DATA RECORDS Block Start

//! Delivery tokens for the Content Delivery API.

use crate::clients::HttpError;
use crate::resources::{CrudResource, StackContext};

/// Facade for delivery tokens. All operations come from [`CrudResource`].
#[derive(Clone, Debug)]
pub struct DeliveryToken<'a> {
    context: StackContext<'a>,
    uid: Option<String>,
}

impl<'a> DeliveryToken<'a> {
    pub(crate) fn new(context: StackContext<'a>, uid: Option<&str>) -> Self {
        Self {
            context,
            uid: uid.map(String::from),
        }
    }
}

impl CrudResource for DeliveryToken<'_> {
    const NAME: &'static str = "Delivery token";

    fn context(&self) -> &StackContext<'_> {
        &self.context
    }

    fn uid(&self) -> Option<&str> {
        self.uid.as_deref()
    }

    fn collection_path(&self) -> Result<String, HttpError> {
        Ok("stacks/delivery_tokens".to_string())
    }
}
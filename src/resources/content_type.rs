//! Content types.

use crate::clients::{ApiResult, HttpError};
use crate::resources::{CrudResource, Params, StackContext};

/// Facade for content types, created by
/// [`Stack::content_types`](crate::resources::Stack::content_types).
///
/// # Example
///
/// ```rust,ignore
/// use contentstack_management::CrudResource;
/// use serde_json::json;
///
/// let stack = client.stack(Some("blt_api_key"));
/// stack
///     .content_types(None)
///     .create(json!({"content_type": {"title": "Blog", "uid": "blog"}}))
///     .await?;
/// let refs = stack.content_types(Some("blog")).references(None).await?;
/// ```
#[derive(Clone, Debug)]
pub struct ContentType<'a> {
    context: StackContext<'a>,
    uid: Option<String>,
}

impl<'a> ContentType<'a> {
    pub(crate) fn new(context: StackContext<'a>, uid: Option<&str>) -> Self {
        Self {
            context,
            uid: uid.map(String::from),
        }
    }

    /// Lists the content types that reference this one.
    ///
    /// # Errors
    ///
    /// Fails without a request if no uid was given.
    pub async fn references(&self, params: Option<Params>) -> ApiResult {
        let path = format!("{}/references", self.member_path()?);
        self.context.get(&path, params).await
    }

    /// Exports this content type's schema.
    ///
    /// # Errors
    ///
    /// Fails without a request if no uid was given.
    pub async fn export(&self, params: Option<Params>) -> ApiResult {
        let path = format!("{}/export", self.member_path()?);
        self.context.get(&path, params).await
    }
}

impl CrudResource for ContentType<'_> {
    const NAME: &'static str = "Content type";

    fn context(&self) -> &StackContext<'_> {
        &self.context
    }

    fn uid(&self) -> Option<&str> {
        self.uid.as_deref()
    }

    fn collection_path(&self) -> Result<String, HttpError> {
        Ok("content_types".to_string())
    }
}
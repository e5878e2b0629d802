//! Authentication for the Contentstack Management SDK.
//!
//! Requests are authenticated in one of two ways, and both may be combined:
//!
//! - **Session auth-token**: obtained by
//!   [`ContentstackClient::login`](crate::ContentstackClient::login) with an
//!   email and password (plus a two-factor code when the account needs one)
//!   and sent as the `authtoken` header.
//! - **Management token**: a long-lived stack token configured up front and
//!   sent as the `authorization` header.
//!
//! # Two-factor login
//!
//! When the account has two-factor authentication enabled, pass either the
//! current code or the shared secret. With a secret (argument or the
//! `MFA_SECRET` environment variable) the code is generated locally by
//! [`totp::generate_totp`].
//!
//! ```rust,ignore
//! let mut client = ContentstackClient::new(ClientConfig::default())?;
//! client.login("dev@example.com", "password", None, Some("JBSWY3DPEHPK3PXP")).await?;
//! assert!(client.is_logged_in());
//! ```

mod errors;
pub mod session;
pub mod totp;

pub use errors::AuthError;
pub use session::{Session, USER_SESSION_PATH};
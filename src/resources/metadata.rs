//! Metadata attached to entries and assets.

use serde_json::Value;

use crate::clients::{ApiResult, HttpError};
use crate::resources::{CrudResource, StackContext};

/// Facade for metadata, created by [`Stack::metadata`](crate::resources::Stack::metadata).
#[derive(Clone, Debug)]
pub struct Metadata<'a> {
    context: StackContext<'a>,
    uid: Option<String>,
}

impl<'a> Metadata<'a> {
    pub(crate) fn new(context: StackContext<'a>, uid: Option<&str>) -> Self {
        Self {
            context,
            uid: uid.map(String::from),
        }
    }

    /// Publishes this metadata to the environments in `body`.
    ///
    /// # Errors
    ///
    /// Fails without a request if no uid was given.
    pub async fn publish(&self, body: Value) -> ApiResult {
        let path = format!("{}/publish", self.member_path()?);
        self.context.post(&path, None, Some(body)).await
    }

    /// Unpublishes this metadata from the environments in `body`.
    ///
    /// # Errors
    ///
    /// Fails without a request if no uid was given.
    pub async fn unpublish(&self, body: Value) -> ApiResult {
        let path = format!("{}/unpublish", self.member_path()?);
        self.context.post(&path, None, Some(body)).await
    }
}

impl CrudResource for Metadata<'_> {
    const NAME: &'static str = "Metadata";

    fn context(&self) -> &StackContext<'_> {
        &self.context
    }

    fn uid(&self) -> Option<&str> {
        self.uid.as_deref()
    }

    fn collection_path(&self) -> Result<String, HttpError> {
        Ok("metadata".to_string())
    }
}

DATA RECORDS Block End

• [YOUR INSTRUCTIONS] In the entries above, identify each line that includes the string "account", then copy it.

• [EXERCISE OUTPUT]
//!   email and password (plus a two-factor code when the account needs one)
//! When the account has two-factor authentication enabled, pass either the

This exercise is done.